A better approach might be to try to understand why Keynes should made a break from tradition and start to advocate that budgets should at times be unbalanced. If we consider an economy which is neither a net exporter nor a net importer and in which everyone spends what they earn within the economy, Government spending and taxation must balance. This is true regardless of the level of taxation imposed (providing it is finite) and so regardless of the level of inflation within the economy. It has to, according to the principle of sectoral balances
originally developed in the 60’s and 70’s by the late Prof Wynne Godley at Cambridge University.
If the participants of the economy don’t spend all they earn, ie when private spending declines, we can have a tendency to recession. Keynesian economists would point out that prices and wages tend to be “sticky” and so don’t respond quickly to changing circumstances as more classically minded economists suggest they should. Therefore, Keynes was quite right to suggest that the Government should spend more, or tax less, to prevent recession from occurring. The government needs to borrow money from the savers and spend it on their behalf.

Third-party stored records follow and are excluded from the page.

//! Shared fixtures: the movie schema and a transport that records what it
//! is given
#![allow(dead_code)]

use std::sync::atomic::{AtomicBool, Ordering};
use std::sync::{Arc, Mutex};
use std::time::Duration;

use async_trait::async_trait;
use graphsub::errors::TransportError;
use graphsub::events::Properties;
use graphsub::graphql::parse_subscription;
use graphsub::{
    EngineConfig, RawMutationRecord, SchemaMetadata, SubscriptionEngine, SubscriptionHandle,
    Transport, TypeRegistry,
};
use serde_json::Value;
use tokio::sync::{mpsc, Semaphore};

pub const MOVIE_SCHEMA: &str = r#"
types:
  - name: Movie
    fields:
      - { name: id, kind: ID, nullable: false }
      - { name: title, kind: String }
      - { name: releasedIn, kind: Int }
      - { name: averageRating, kind: Float }
      - { name: tags, kind: String, list: true }
    relationships:
      - name: actors
        type: ACTED_IN
        direction: IN
        target: Actor
        properties:
          - { name: screenTime, kind: Int }
      - name: directors
        type: DIRECTED
        direction: IN
        target: Director
        properties:
          - { name: year, kind: Int }
      - name: reviewers
        type: REVIEWED
        direction: IN
        target: Reviewer
        properties:
          - { name: score, kind: Float }
  - name: Actor
    fields:
      - { name: name, kind: String, nullable: false }
    relationships:
      - name: movies
        type: ACTED_IN
        direction: OUT
        target: Movie
        properties:
          - { name: screenTime, kind: Int }
      - name: directed
        type: DIRECTED
        direction: OUT
        target: Movie
        properties:
          - { name: year, kind: Int }
  - name: Person
    implements: [Reviewer]
    fields:
      - { name: name, kind: String, nullable: false }
      - { name: reputation, kind: Int }
    relationships:
      - name: reviewed
        type: REVIEWED
        direction: OUT
        target: Movie
        properties:
          - { name: score, kind: Float }
  - name: Influencer
    implements: [Reviewer]
    fields:
      - { name: url, kind: String }
      - { name: reputation, kind: Int }
interfaces:
  - name: Reviewer
    fields:
      - { name: reputation, kind: Int }
unions:
  - name: Director
    members: [Person, Actor]
"#;

pub fn schema() -> TypeRegistry {
    let metadata = SchemaMetadata::from_yaml_str(MOVIE_SCHEMA).unwrap();
    TypeRegistry::from_metadata(metadata).unwrap()
}

pub fn engine() -> SubscriptionEngine {
    SubscriptionEngine::start(schema(), EngineConfig::default())
}

pub fn props(value: Value) -> Properties {
    value.as_object().cloned().unwrap_or_default()
}

pub fn movie(id: i64, properties: Value) -> (i64, &'static str, Properties) {
    (id, "Movie", props(properties))
}

pub fn node(id: i64, type_name: &'static str, properties: Value) -> (i64, &'static str, Properties) {
    (id, type_name, props(properties))
}

pub fn create_movie(id: i64, properties: Value) -> RawMutationRecord {
    RawMutationRecord::create(id, "Movie", props(properties))
}

/// Transport that forwards every payload to a [`Recorder`]
pub struct RecordingTransport {
    sender: mpsc::UnboundedSender<(SubscriptionHandle, Value)>,
    closed: Mutex<Vec<SubscriptionHandle>>,
    failing: AtomicBool,
    gate: Option<Arc<Semaphore>>,
}

impl RecordingTransport {
    pub fn new() -> (Arc<Self>, Recorder) {
        Self::build(None)
    }

    /// Every delivery waits for a permit on `gate`
    pub fn gated(gate: Arc<Semaphore>) -> (Arc<Self>, Recorder) {
        Self::build(Some(gate))
    }

    fn build(gate: Option<Arc<Semaphore>>) -> (Arc<Self>, Recorder) {
        let (sender, receiver) = mpsc::unbounded_channel();
        let transport = Arc::new(Self {
            sender,
            closed: Mutex::new(Vec::new()),
            failing: AtomicBool::new(false),
            gate,
        });
        (transport, Recorder { receiver })
    }

    /// Reject every delivery from now on
    pub fn fail(&self) {
        self.failing.store(true, Ordering::SeqCst);
    }

    pub fn closed_handles(&self) -> Vec<SubscriptionHandle> {
        self.closed.lock().unwrap().clone()
    }
}

#[async_trait]
impl Transport for RecordingTransport {
    async fn deliver(&self, handle: SubscriptionHandle, payload: Value) -> Result<(), TransportError> {
        if let Some(gate) = &self.gate {
            gate.acquire().await.map_err(|_| TransportError::Closed)?.forget();
        }
        if self.failing.load(Ordering::SeqCst) {
            return Err(TransportError::Rejected("client went away".to_string()));
        }
        self.sender
            .send((handle, payload))
            .map_err(|_| TransportError::Closed)
    }

    async fn closed(&self, handle: SubscriptionHandle) {
        self.closed.lock().unwrap().push(handle);
    }
}

pub struct Recorder {
    receiver: mpsc::UnboundedReceiver<(SubscriptionHandle, Value)>,
}

impl Recorder {
    /// Next delivered payload; panics if none arrives within a second
    pub async fn next(&mut self) -> Value {
        match tokio::time::timeout(Duration::from_secs(1), self.receiver.recv()).await {
            Ok(Some((_, payload))) => payload,
            Ok(None) => panic!("transport dropped"),
            Err(_) => panic!("no payload delivered"),
        }
    }

    /// Everything delivered until deliveries go quiet
    pub async fn drain(&mut self) -> Vec<Value> {
        let mut payloads = Vec::new();
        while let Ok(Some((_, payload))) =
            tokio::time::timeout(Duration::from_millis(100), self.receiver.recv()).await
        {
            payloads.push(payload);
        }
        payloads
    }

    /// Assert nothing is delivered within a short grace period
    pub async fn assert_silent(&mut self) {
        if let Ok(Some((_, payload))) =
            tokio::time::timeout(Duration::from_millis(100), self.receiver.recv()).await
        {
            panic!("unexpected payload: {}", payload);
        }
    }
}

/// Subscribe with a GraphQL document, recording deliveries
pub fn subscribe(
    engine: &SubscriptionEngine,
    document: &str,
) -> (SubscriptionHandle, Arc<RecordingTransport>, Recorder) {
    let (transport, recorder) = RecordingTransport::new();
    let request = parse_subscription(engine.schema(), document, &Value::Null, None).unwrap();
    let handle = engine
        .subscribe(request, Arc::clone(&transport) as Arc<dyn Transport>)
        .unwrap();
    (handle, transport, recorder)
}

Later, when the savers withdraw their money from the bank, or empty their piggy banks, and spend it, the Government needs to run a surplus in its budget to prevent the economy from overheating and inflation occurring. So the budget does indeed end up balanced over the cycle. It ends up being an approximately symmetrical pattern when expressed graphically.
This relatively simple model may have been adequate for the UK economy in the 1920s. However in recent times the extent of saving and desaving hasn’t been symmetrical over the business cycle. When times are good people may borrow and spend more but equally they may put more aside for their retirement. So if the spending/saving/borrowing pattern of the population isn’t symmetric over the business cycle, neither can we expect the government to run a balanced budget over the business cycle. Instead of imports and exports balancing, our economy has something like an annual 5% of GDP deficit in its current account. Our trading partners seem happy to supply more real things to us than we supply to them. They take our IOUs in the form of treasury bonds or gilts to make up the difference. In effect they are like a big net saver within the economy. As Keynes pointed out, if people are saving more, and that includes our trading partners, the Government has to be spending more or taxing less.
The ‘balanced budget over the cycle’ is really just a special case which does not apply to our own 21st century economy. If we try to force the Government budget into balance, at the same time ignoring the trading position and the willingness or otherwise of the economy’s participants to net save then we are courting economic disaster. The budget will not balance, no matter how hard we try, and we will end up like a dog chasing its own tail as the economy spirals ever deeper into recession.